North Korea traded artillery music for Mozart:
... The reclusive state, where performances are more likely to include titles like "Let's Support our Supreme Commander with Arms" and "Song of Coast Artillerymen", staged a concert of Mozart's works that included the overture from "The Marriage of Figaro", the official KCNA news agency reported.
The event was organised to mark the 250th anniversary of the composer's birth, KCNA said late on Thursday.
"Artists of the State Symphony Orchestra successfully presented the peculiar attraction and diverse emotion of music pieces of Mozart through exquisite rendition and truthful representation," the report said.

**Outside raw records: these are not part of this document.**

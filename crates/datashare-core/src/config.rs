//! Configuration module
//!
//! Process-wide configuration for the download and storage subsystem.
//! Loaded once at startup from the environment; the storage strategy is
//! never re-read implicitly mid-request. Admin-triggered reloads go through
//! `Config::reload`, which re-reads and re-validates the environment and
//! returns a fresh value for the caller to swap in atomically.

use std::env;
use std::str::FromStr;

use crate::constants;
use crate::models::storage::{BackendKind, StorageStrategy};

const DEFAULT_PORT: u16 = 4000;

/// Base configuration shared across services.
#[derive(Clone, Debug)]
pub struct BaseConfig {
    pub server_port: u16,
    pub cors_origins: Vec<String>,
    pub environment: String,
}

/// Configuration for the download/storage subsystem.
#[derive(Clone, Debug)]
pub struct Config {
    pub base: BaseConfig,
    // Storage configuration
    pub storage_strategy: StorageStrategy,
    pub local_storage_path: Option<String>,
    pub s3_bucket: Option<String>,
    pub s3_region: Option<String>,
    /// Custom endpoint for S3-compatible providers (MinIO, Spaces, etc.)
    pub s3_endpoint: Option<String>,
    // Download configuration
    pub token_ttl_secs: u64,
    pub session_retention_secs: u64,
    pub session_idle_timeout_secs: u64,
    pub transform_ceiling_bytes: u64,
}

impl Config {
    /// Check if the application is running in production mode
    pub fn is_production(&self) -> bool {
        let env = self.base.environment.to_lowercase();
        env == "production" || env == "prod"
    }

    pub fn server_port(&self) -> u16 {
        self.base.server_port
    }

    pub fn cors_origins(&self) -> &[String] {
        &self.base.cors_origins
    }

    pub fn environment(&self) -> &str {
        &self.base.environment
    }

    pub fn from_env() -> Result<Self, anyhow::Error> {
        dotenvy::dotenv().ok();

        let environment = env::var("ENVIRONMENT")
            .or_else(|_| env::var("APP_ENV"))
            .unwrap_or_else(|_| "development".to_string());

        let cors_origins_str = env::var("CORS_ORIGINS").unwrap_or_else(|_| "*".to_string());
        let is_production =
            environment.to_lowercase() == "production" || environment.to_lowercase() == "prod";
        if is_production && cors_origins_str.trim() == "*" {
            return Err(anyhow::anyhow!(
                "CORS_ORIGINS cannot be '*' in production. Please specify explicit origins."
            ));
        }

        let cors_origins: Vec<String> = cors_origins_str
            .split(',')
            .map(|s| s.trim().to_string())
            .collect();

        let base = BaseConfig {
            server_port: env::var("PORT")
                .unwrap_or_else(|_| DEFAULT_PORT.to_string())
                .parse()
                .map_err(|_| anyhow::anyhow!("PORT must be a valid number"))?,
            cors_origins,
            environment,
        };

        let storage_strategy = env::var("STORAGE_STRATEGY")
            .ok()
            .map(|s| StorageStrategy::from_str(&s))
            .transpose()?
            .unwrap_or(StorageStrategy::LocalPrimary);

        let config = Config {
            base,
            storage_strategy,
            local_storage_path: env::var("LOCAL_STORAGE_PATH").ok(),
            s3_bucket: env::var("S3_BUCKET").ok(),
            s3_region: env::var("S3_REGION").ok().or_else(|| env::var("AWS_REGION").ok()),
            s3_endpoint: env::var("S3_ENDPOINT").ok(),
            token_ttl_secs: env::var("DOWNLOAD_TOKEN_TTL_SECS")
                .unwrap_or_else(|_| constants::DEFAULT_TOKEN_TTL_SECS.to_string())
                .parse()
                .unwrap_or(constants::DEFAULT_TOKEN_TTL_SECS),
            session_retention_secs: env::var("SESSION_RETENTION_SECS")
                .unwrap_or_else(|_| constants::SESSION_RETENTION_SECS.to_string())
                .parse()
                .unwrap_or(constants::SESSION_RETENTION_SECS),
            session_idle_timeout_secs: env::var("SESSION_IDLE_TIMEOUT_SECS")
                .unwrap_or_else(|_| constants::SESSION_IDLE_TIMEOUT_SECS.to_string())
                .parse()
                .unwrap_or(constants::SESSION_IDLE_TIMEOUT_SECS),
            transform_ceiling_bytes: env::var("TRANSFORM_CEILING_BYTES")
                .unwrap_or_else(|_| constants::DEFAULT_TRANSFORM_CEILING_BYTES.to_string())
                .parse()
                .unwrap_or(constants::DEFAULT_TRANSFORM_CEILING_BYTES),
        };

        config.validate()?;
        Ok(config)
    }

    /// Re-read and re-validate the environment. Invoked only from the admin
    /// reload endpoint; never called implicitly during request handling so a
    /// migration in flight cannot observe a torn strategy.
    pub fn reload() -> Result<Self, anyhow::Error> {
        Self::from_env()
    }

    /// Backends this configuration must be able to construct.
    pub fn required_backends(&self) -> Vec<BackendKind> {
        match self.storage_strategy {
            StorageStrategy::LocalPrimary => vec![BackendKind::Local],
            StorageStrategy::CloudPrimary => vec![BackendKind::S3],
            StorageStrategy::Hybrid | StorageStrategy::Redundant => {
                vec![BackendKind::Local, BackendKind::S3]
            }
        }
    }

    pub fn validate(&self) -> Result<(), anyhow::Error> {
        for backend in self.required_backends() {
            match backend {
                BackendKind::Local => {
                    if self.local_storage_path.is_none() {
                        return Err(anyhow::anyhow!(
                            "LOCAL_STORAGE_PATH must be set for storage strategy {}",
                            self.storage_strategy
                        ));
                    }
                }
                BackendKind::S3 => {
                    if self.s3_bucket.is_none() {
                        return Err(anyhow::anyhow!(
                            "S3_BUCKET must be set for storage strategy {}",
                            self.storage_strategy
                        ));
                    }
                    if self.s3_region.is_none() {
                        return Err(anyhow::anyhow!(
                            "S3_REGION or AWS_REGION must be set for storage strategy {}",
                            self.storage_strategy
                        ));
                    }
                }
            }
        }

        if self.token_ttl_secs == 0 {
            return Err(anyhow::anyhow!("DOWNLOAD_TOKEN_TTL_SECS must be positive"));
        }

        Ok(())
    }
}

#[cfg(test)]
mod tests {
    use super::*;

    fn local_config() -> Config {
        Config {
            base: BaseConfig {
                server_port: 4000,
                cors_origins: vec!["*".to_string()],
                environment: "development".to_string(),
            },
            storage_strategy: StorageStrategy::LocalPrimary,
            local_storage_path: Some("/tmp/datashare".to_string()),
            s3_bucket: None,
            s3_region: None,
            s3_endpoint: None,
            token_ttl_secs: 3600,
            session_retention_secs: 180,
            session_idle_timeout_secs: 120,
            transform_ceiling_bytes: 1024,
        }
    }

    #[test]
    fn test_local_primary_requires_path() {
        let mut config = local_config();
        assert!(config.validate().is_ok());
        config.local_storage_path = None;
        assert!(config.validate().is_err());
    }

    #[test]
    fn test_hybrid_requires_both_backends() {
        let mut config = local_config();
        config.storage_strategy = StorageStrategy::Hybrid;
        assert!(config.validate().is_err());
        config.s3_bucket = Some("datasets".to_string());
        config.s3_region = Some("us-east-1".to_string());
        assert!(config.validate().is_ok());
        assert_eq!(
            config.required_backends(),
            vec![BackendKind::Local, BackendKind::S3]
        );
    }

    #[test]
    fn test_zero_ttl_rejected() {
        let mut config = local_config();
        config.token_ttl_secs = 0;
        assert!(config.validate().is_err());
    }
}
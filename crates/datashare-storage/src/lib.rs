//! Datashare Storage Library
//!
//! Uniform storage abstraction over the physical backends that hold dataset
//! bytes: the local filesystem and an S3-compatible object store. Callers
//! never branch on backend kind; all selection logic lives in the
//! [`selector`] module, driven by the process-wide storage strategy.
//!
//! # Storage key format
//!
//! Keys are dataset-scoped: `datasets/{dataset_id}/{filename}`. Keys must
//! not contain `..` or a leading `/`. Key generation is centralized in the
//! `keys` module so both backends stay consistent.

pub mod factory;
pub mod keys;
pub mod local;
pub mod memory;
pub mod s3;
pub mod selector;
pub mod traits;

// Re-export commonly used types
pub use datashare_core::models::storage::{BackendKind, StorageLocation, StorageStrategy};
pub use factory::{create_backends, create_router};
pub use keys::dataset_key;
pub use local::LocalStorage;
pub use memory::MemoryStorage;
pub use s3::S3Storage;
pub use selector::{BackendSelector, StorageRouter};
pub use traits::{collect_stream, ByteStream, Storage, StorageError, StorageResult};
//! OpenAPI documentation.

use utoipa::OpenApi;

use crate::error;
use crate::handlers;

#[derive(OpenApi)]
#[openapi(
    info(
        title = "Datashare API",
        version = "0.1.0",
        description = "Dataset download and storage administration API. Downloads are token-gated and resumable; storage is routed across local and S3 backends with migration and integrity verification."
    ),
    paths(
        handlers::download::issue_download,
        handlers::download::stream_download,
        handlers::download::download_progress,
        handlers::download::retry_download,
        handlers::admin::storage_status,
        handlers::admin::migrate_storage,
        handlers::admin::verify_storage,
        handlers::admin::reload_storage,
    ),
    components(schemas(
        error::ErrorResponse,
        handlers::download::IssueDownloadResponse,
        handlers::download::ProgressResponse,
        handlers::download::RetryResponse,
        handlers::admin::StorageStatusResponse,
        handlers::admin::BackendInfo,
        handlers::admin::MigrateRequest,
        handlers::admin::VerifyRequest,
        handlers::admin::ReloadResponse,
    )),
    tags(
        (name = "downloads", description = "Token-gated dataset downloads"),
        (name = "admin", description = "Storage administration")
    )
)]
struct ApiDoc;

pub fn openapi() -> utoipa::openapi::OpenApi {
    ApiDoc::openapi()
}
//! Download orchestration.
//!
//! `begin` turns a validated token into a flowing byte stream: resolve the
//! dataset's physical copy through the router, build the transform plan,
//! honor a resume offset according to the plan's resumability, and wrap the
//! stream so progress advances as bytes leave and the session lands in the
//! right terminal state however the stream ends. The token is consumed only
//! on a clean end of stream, so an interrupted transfer can retry.

use datashare_core::models::download::{DownloadSession, TokenInfo};
use datashare_core::models::format::Resumability;
use datashare_core::AppError;
use datashare_storage::StorageRouter;
use futures::Stream;
use std::pin::Pin;
use std::sync::Arc;
use std::task::{Context, Poll};

use crate::catalog::DatasetCatalog;
use crate::progress::ProgressTracker;
use crate::tokens::TokenManager;
use crate::transform::{discard_prefix, from_storage, DataStream, TransferPlan};
use crate::AppResult;

/// A ready-to-serve download: the byte stream plus the response metadata
/// the HTTP layer needs.
pub struct DownloadStream {
    pub stream: DataStream,
    /// Exact output size when knowable (raw passthrough only).
    pub total_bytes: Option<u64>,
    pub content_type: &'static str,
    pub filename: String,
    pub resumable: bool,
    /// Byte offset this stream starts at, zero for a fresh download.
    pub offset: u64,
}

/// How a retry of an interrupted download should proceed.
#[derive(Debug, Clone, Copy, serde::Serialize)]
pub struct RetryDecision {
    /// Offset the retry continues from; zero means restart.
    pub resume_offset: u64,
    /// True when the plan cannot continue mid-stream and the transfer
    /// starts over.
    pub restart: bool,
}

pub struct DownloadOrchestrator {
    tokens: Arc<TokenManager>,
    tracker: Arc<ProgressTracker>,
    catalog: Arc<dyn DatasetCatalog>,
    transform_ceiling: u64,
}

impl DownloadOrchestrator {
    pub fn new(
        tokens: Arc<TokenManager>,
        tracker: Arc<ProgressTracker>,
        catalog: Arc<dyn DatasetCatalog>,
        transform_ceiling: u64,
    ) -> Self {
        DownloadOrchestrator {
            tokens,
            tracker,
            catalog,
            transform_ceiling,
        }
    }

    /// Start (or resume) the transfer for a token.
    ///
    /// `offset` greater than zero requires a plan that supports offsets;
    /// `for_retry` relaxes single-use validation for an explicit retry.
    pub async fn begin(
        &self,
        router: &StorageRouter,
        token: &str,
        offset: u64,
        for_retry: bool,
    ) -> AppResult<DownloadStream> {
        let info = self.tokens.validate(token, for_retry)?;
        let dataset = self
            .catalog
            .get_dataset(info.dataset_id)
            .await?
            .ok_or_else(|| {
                AppError::DatasetUnavailable(format!("Dataset {} not found", info.dataset_id))
            })?;

        let plan = TransferPlan::new(dataset.stored_format, info.format, info.compression)?;

        if offset > 0 && !plan.resumability.supports_offset() {
            return Err(AppError::InvalidInput(
                "This download cannot resume from an offset; retry restarts from zero".to_string(),
            ));
        }
        if plan.requires_materialization() && dataset.size_bytes > self.transform_ceiling {
            return Err(AppError::TransformTooLarge {
                size: dataset.size_bytes,
                ceiling: self.transform_ceiling,
            });
        }

        if dataset.locations.is_empty() {
            return Err(AppError::DatasetUnavailable(format!(
                "Dataset {} has no stored file",
                dataset.id
            )));
        }

        let stem = dataset.name.clone();
        let inner_name = format!("{}.{}", stem, plan.requested_format.extension());

        // Reads only ever touch the dataset's recorded copies; a stray
        // object under the same key (an unverified migration copy) can
        // never satisfy a download.
        let stream = match plan.resumability {
            // The backend seeks; bytes on the wire are bytes in storage.
            Resumability::ByteSeekable => {
                from_storage(router.read_recorded(&dataset.locations, offset).await?)
            }
            // Re-derive the whole output and discard up to the offset.
            Resumability::RederiveAndDiscard => {
                let source = from_storage(router.read_recorded(&dataset.locations, 0).await?);
                let derived = plan.apply(source, self.transform_ceiling, &inner_name);
                if offset > 0 {
                    discard_prefix(derived, offset)
                } else {
                    derived
                }
            }
            Resumability::RestartOnly => {
                let source = from_storage(router.read_recorded(&dataset.locations, 0).await?);
                plan.apply(source, self.transform_ceiling, &inner_name)
            }
        };

        let total_bytes = plan.output_size(dataset.size_bytes);
        self.tracker
            .start(token, total_bytes.unwrap_or(0), offset);

        tracing::info!(
            dataset_id = %dataset.id,
            format = %plan.requested_format,
            compression = %plan.compression,
            offset,
            retry = for_retry,
            "Download started"
        );

        let instrumented = InstrumentedStream {
            inner: stream,
            tokens: Arc::clone(&self.tokens),
            tracker: Arc::clone(&self.tracker),
            token: token.to_string(),
            expected_total: total_bytes,
            delivered: offset,
            finished: false,
        };

        Ok(DownloadStream {
            stream: Box::pin(instrumented),
            total_bytes,
            content_type: plan.content_type(),
            filename: plan.filename(&stem),
            resumable: info.resumable,
            offset,
        })
    }

    /// Decide how a retry should proceed for an interrupted or failed
    /// session. The caller follows up with `begin(..., decision.resume_offset,
    /// true)`.
    pub fn retry(&self, token: &str) -> AppResult<RetryDecision> {
        let info = self.tokens.validate(token, true)?;
        let session = self.tracker.get(token)?;

        if !session.status.is_retryable() {
            return Err(AppError::InvalidInput(format!(
                "Download is {:?} and cannot be retried",
                session.status
            )));
        }

        let decision = if info.resumable {
            RetryDecision {
                resume_offset: session.resume_offset,
                restart: session.resume_offset == 0,
            }
        } else {
            RetryDecision {
                resume_offset: 0,
                restart: true,
            }
        };

        tracing::info!(
            resume_offset = decision.resume_offset,
            restart = decision.restart,
            "Retry accepted"
        );
        Ok(decision)
    }

    pub fn progress(&self, token: &str) -> AppResult<DownloadSession> {
        self.tracker.get(token)
    }

    pub fn token_info(&self, token: &str, for_retry: bool) -> AppResult<TokenInfo> {
        self.tokens.validate(token, for_retry)
    }
}

/// Wraps the outgoing stream to keep the session state truthful:
/// every chunk advances progress, a clean end completes the session and
/// consumes the token, an error fails it, and dropping the stream mid-way
/// (client hung up) interrupts it.
struct InstrumentedStream {
    inner: DataStream,
    tokens: Arc<TokenManager>,
    tracker: Arc<ProgressTracker>,
    token: String,
    expected_total: Option<u64>,
    delivered: u64,
    finished: bool,
}

impl Stream for InstrumentedStream {
    type Item = Result<bytes::Bytes, AppError>;

    fn poll_next(self: Pin<&mut Self>, cx: &mut Context<'_>) -> Poll<Option<Self::Item>> {
        let this = self.get_mut();
        if this.finished {
            return Poll::Ready(None);
        }

        match this.inner.as_mut().poll_next(cx) {
            Poll::Pending => Poll::Pending,
            Poll::Ready(Some(Ok(chunk))) => {
                this.delivered += chunk.len() as u64;
                let _ = this.tracker.advance(&this.token, chunk.len() as u64);
                Poll::Ready(Some(Ok(chunk)))
            }
            Poll::Ready(Some(Err(e))) => {
                this.finished = true;
                let _ = this.tracker.fail(&this.token, e.to_string());
                tracing::warn!(error = %e, "Download stream failed");
                Poll::Ready(Some(Err(e)))
            }
            Poll::Ready(None) => {
                this.finished = true;
                if let Some(total) = this.expected_total {
                    if this.delivered != total {
                        let err = AppError::StorageReadFailed(format!(
                            "Stream ended after {} of {} bytes",
                            this.delivered, total
                        ));
                        let _ = this.tracker.fail(&this.token, err.to_string());
                        return Poll::Ready(Some(Err(err)));
                    }
                }
                let _ = this.tracker.finish(&this.token);
                // AlreadyConsumed here just means this was a retry of a
                // finished transfer.
                let _ = this.tokens.consume(&this.token);
                Poll::Ready(None)
            }
        }
    }
}

impl Drop for InstrumentedStream {
    fn drop(&mut self) {
        if !self.finished {
            let _ = self.tracker.interrupt(&self.token);
        }
    }
}
use datashare_core::Config;

#[tokio::main]
async fn main() -> Result<(), anyhow::Error> {
    datashare_api::setup::init_tracing();

    // Load configuration
    let config = Config::from_env()?;

    // Initialize the application (storage, services, routes)
    let (state, router) = datashare_api::setup::initialize_app(config).await?;

    // Start the server
    datashare_api::setup::server::start_server(&state.config, router).await?;

    Ok(())
}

North Korea shuns popular music from South Korea and the West as subversive and has been known to jail people who possess recordings not to the liking of communist officials....
Cool. Mozart.
Meanwhile, in completely unrelated news, South Korea is considering gold farming regulation (courtesy SecondLifeInsider) - which, as the article points out:
...By imposing penalties on virtual currency exchange, the Korean government will deprive native companies of access to a rapidly growing, $1 billion dollar market that will still be serviced by foreign companies. Many MMORPG developers already have policies forbidding the commercial exchange of virtual currency, and some might question if it is fair to the tax-paying public to shift the costs and burdens of enforcing those policies to the Korean government...
As Blanda Bandal commented at SecondLifeInsider, there is a question of how many people in South Korea specifically use SecondLife, but then - if it becomes criminal for SecondLife to be used, the answer is that it would become - roughly - zero. A pity, that.
Korean Lesson of the day: Communism is selectively open, Democracy is selectively closed. At least in Korea, it would seem. Weird.